[Stored data]
○ ○ ○ ○ ○
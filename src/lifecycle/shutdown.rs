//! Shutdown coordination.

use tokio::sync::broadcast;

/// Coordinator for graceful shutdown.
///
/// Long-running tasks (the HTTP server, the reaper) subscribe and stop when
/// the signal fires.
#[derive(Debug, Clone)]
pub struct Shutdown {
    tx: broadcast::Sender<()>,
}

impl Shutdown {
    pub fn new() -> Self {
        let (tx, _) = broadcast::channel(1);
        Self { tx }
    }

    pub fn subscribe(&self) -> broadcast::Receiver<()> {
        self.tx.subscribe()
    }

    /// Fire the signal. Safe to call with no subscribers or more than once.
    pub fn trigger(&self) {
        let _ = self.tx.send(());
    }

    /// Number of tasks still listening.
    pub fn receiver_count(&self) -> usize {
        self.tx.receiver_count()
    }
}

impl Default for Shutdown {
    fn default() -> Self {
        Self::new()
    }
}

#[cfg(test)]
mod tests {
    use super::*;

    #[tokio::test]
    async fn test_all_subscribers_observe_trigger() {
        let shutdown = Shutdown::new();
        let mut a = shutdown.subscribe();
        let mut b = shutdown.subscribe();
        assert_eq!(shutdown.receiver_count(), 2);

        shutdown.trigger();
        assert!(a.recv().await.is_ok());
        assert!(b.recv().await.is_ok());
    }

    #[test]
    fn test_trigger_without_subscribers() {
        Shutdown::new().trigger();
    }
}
○ ○ ○ ○ ○
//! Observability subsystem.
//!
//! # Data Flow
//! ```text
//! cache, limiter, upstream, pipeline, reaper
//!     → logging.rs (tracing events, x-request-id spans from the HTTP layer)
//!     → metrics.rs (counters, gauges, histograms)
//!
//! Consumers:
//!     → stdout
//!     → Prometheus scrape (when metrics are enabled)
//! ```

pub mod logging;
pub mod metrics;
○ ○ ○ ○ ○
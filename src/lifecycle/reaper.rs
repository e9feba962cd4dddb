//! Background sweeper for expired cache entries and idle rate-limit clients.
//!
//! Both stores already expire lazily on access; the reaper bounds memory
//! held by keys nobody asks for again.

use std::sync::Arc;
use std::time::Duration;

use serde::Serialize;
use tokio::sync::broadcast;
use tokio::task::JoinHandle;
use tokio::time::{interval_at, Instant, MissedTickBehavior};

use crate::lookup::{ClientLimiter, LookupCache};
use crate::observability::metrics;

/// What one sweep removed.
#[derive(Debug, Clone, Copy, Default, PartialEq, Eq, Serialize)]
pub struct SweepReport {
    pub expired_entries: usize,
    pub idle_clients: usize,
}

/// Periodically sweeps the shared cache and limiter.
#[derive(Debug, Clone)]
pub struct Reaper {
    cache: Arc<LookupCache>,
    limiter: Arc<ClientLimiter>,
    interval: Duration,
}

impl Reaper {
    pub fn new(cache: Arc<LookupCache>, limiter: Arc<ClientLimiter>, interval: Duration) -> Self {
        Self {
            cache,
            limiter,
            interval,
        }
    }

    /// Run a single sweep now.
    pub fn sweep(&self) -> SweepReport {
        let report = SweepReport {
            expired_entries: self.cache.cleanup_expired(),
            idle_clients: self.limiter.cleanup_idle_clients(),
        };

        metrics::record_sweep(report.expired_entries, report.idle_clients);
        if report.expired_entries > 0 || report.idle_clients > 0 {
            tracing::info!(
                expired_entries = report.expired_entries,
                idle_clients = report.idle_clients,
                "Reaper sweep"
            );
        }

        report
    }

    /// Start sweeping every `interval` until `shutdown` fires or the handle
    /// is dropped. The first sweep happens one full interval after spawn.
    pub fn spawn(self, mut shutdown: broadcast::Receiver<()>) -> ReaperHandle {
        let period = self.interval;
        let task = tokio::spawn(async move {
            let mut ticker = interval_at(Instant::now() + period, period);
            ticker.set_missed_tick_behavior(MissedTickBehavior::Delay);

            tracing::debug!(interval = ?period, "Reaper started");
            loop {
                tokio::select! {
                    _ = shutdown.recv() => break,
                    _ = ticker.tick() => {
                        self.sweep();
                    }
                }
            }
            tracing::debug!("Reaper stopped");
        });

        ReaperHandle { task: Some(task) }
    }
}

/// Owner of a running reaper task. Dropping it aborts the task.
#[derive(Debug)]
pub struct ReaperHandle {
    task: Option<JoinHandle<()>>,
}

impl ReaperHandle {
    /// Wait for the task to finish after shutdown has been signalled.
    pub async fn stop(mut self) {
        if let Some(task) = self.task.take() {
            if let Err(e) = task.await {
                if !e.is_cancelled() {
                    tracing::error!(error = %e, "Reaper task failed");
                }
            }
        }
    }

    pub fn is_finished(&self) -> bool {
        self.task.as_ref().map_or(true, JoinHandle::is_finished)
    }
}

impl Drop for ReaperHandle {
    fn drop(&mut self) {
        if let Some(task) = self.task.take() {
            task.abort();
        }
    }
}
○ ○ ○ ○ ○
=== EXERCISE OBJECTIVE ===
What is asked for is an exact copy of the lines above from the one containing "filename src/lifecycle/shutdown.rs" through the one containing "more than once.", and only those.

=== ANSWER SECTION ===
filename src/lifecycle/shutdown.rs
//! Shutdown coordination.

use tokio::sync::broadcast;

/// Coordinator for graceful shutdown.
///
/// Long-running tasks (the HTTP server, the reaper) subscribe and stop when
/// the signal fires.
#[derive(Debug, Clone)]
pub struct Shutdown {
    tx: broadcast::Sender<()>,
}

impl Shutdown {
    pub fn new() -> Self {
        let (tx, _) = broadcast::channel(1);
        Self { tx }
    }

    pub fn subscribe(&self) -> broadcast::Receiver<()> {
        self.tx.subscribe()
    }

    /// Fire the signal. Safe to call with no subscribers or more than once.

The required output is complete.